- **Excerpted data**:
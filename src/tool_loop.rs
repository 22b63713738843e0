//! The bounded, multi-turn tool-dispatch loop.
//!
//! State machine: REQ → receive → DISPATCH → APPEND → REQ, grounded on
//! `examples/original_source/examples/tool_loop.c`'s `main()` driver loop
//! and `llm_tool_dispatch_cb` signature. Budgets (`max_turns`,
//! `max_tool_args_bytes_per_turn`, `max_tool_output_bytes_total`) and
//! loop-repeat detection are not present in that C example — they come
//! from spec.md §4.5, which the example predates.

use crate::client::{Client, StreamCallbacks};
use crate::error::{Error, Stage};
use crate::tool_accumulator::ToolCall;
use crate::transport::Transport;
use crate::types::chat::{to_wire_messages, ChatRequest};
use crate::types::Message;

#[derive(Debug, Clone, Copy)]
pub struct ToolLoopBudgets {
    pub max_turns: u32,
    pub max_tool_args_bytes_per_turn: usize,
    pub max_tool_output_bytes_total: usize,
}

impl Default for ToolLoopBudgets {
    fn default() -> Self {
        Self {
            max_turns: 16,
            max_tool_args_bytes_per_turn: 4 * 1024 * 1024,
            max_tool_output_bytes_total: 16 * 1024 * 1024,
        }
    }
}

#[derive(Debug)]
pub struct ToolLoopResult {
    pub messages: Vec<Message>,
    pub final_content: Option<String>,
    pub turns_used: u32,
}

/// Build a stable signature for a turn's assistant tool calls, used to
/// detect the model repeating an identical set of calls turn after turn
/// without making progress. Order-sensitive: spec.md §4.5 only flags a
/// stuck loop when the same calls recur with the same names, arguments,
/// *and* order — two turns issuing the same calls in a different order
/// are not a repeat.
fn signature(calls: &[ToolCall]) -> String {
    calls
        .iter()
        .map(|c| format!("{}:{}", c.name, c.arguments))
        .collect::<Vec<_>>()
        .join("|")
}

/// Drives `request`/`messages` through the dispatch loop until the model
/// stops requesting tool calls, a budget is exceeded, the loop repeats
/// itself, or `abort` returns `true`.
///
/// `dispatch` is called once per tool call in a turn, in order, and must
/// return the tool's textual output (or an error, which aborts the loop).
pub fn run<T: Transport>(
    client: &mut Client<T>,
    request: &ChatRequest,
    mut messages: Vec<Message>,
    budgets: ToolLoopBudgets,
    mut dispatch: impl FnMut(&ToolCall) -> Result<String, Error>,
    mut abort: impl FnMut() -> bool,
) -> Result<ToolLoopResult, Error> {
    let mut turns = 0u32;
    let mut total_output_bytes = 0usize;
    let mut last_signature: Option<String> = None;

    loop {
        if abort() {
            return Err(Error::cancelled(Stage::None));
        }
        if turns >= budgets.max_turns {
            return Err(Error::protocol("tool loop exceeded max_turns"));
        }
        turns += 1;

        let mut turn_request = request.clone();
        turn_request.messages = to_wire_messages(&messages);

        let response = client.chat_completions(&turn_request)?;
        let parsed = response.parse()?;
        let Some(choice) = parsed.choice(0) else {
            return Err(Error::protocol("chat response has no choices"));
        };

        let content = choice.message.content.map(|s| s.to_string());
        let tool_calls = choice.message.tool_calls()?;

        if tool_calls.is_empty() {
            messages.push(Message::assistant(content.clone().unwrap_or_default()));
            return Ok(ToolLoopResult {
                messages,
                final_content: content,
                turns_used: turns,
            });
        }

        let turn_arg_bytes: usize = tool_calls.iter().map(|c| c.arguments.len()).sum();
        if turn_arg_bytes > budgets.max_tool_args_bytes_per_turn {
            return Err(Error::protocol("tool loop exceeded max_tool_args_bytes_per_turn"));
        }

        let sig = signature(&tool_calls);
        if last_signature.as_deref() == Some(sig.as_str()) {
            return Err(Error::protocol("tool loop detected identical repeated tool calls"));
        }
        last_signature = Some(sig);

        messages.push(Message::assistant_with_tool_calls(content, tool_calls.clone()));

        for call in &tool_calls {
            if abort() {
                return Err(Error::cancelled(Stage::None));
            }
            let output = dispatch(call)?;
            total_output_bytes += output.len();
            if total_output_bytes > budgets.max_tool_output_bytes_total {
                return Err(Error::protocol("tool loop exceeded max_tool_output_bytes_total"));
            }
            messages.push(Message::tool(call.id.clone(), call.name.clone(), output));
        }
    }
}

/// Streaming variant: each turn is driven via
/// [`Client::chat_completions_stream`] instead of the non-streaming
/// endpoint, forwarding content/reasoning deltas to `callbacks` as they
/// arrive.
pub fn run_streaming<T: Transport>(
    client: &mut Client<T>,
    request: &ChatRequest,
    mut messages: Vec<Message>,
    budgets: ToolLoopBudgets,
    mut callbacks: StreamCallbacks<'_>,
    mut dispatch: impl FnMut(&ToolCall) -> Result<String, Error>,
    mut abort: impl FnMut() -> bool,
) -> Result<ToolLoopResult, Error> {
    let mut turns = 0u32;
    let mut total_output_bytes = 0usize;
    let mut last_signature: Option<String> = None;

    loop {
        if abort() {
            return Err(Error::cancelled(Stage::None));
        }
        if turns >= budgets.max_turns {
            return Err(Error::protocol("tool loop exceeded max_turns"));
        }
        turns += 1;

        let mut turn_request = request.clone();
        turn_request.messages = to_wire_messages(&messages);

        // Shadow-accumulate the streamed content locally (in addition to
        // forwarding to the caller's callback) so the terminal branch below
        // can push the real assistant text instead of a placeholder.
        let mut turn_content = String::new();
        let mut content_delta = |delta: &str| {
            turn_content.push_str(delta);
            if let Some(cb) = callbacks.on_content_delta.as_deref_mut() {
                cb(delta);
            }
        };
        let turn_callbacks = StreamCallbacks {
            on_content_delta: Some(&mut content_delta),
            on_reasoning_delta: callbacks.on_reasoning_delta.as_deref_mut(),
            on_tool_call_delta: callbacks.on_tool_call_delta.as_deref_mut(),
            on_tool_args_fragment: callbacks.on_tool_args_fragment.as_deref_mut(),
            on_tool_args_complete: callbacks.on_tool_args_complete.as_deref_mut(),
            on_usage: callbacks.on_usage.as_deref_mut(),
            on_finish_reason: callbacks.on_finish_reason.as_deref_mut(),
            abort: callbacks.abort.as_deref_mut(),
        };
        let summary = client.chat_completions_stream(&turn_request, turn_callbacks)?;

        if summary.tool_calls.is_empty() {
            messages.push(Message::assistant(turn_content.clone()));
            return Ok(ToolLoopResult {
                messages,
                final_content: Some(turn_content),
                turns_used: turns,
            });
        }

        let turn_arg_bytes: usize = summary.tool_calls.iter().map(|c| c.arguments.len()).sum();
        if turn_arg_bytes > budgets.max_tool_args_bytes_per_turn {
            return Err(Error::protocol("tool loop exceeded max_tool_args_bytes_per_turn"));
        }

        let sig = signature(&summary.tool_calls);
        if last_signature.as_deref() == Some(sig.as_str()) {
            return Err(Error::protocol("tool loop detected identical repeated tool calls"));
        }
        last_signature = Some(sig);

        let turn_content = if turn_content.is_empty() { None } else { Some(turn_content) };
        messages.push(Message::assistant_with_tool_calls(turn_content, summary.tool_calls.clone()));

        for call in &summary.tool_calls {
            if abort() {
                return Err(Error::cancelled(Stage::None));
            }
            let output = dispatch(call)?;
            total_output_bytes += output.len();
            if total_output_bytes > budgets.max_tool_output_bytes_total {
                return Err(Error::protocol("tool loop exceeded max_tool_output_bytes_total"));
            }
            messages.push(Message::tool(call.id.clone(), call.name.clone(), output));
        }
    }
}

- **Requirement**: Count the lines in the listing above that contain the string "Debug", and give only the count.

- **Result for this exercise**: 2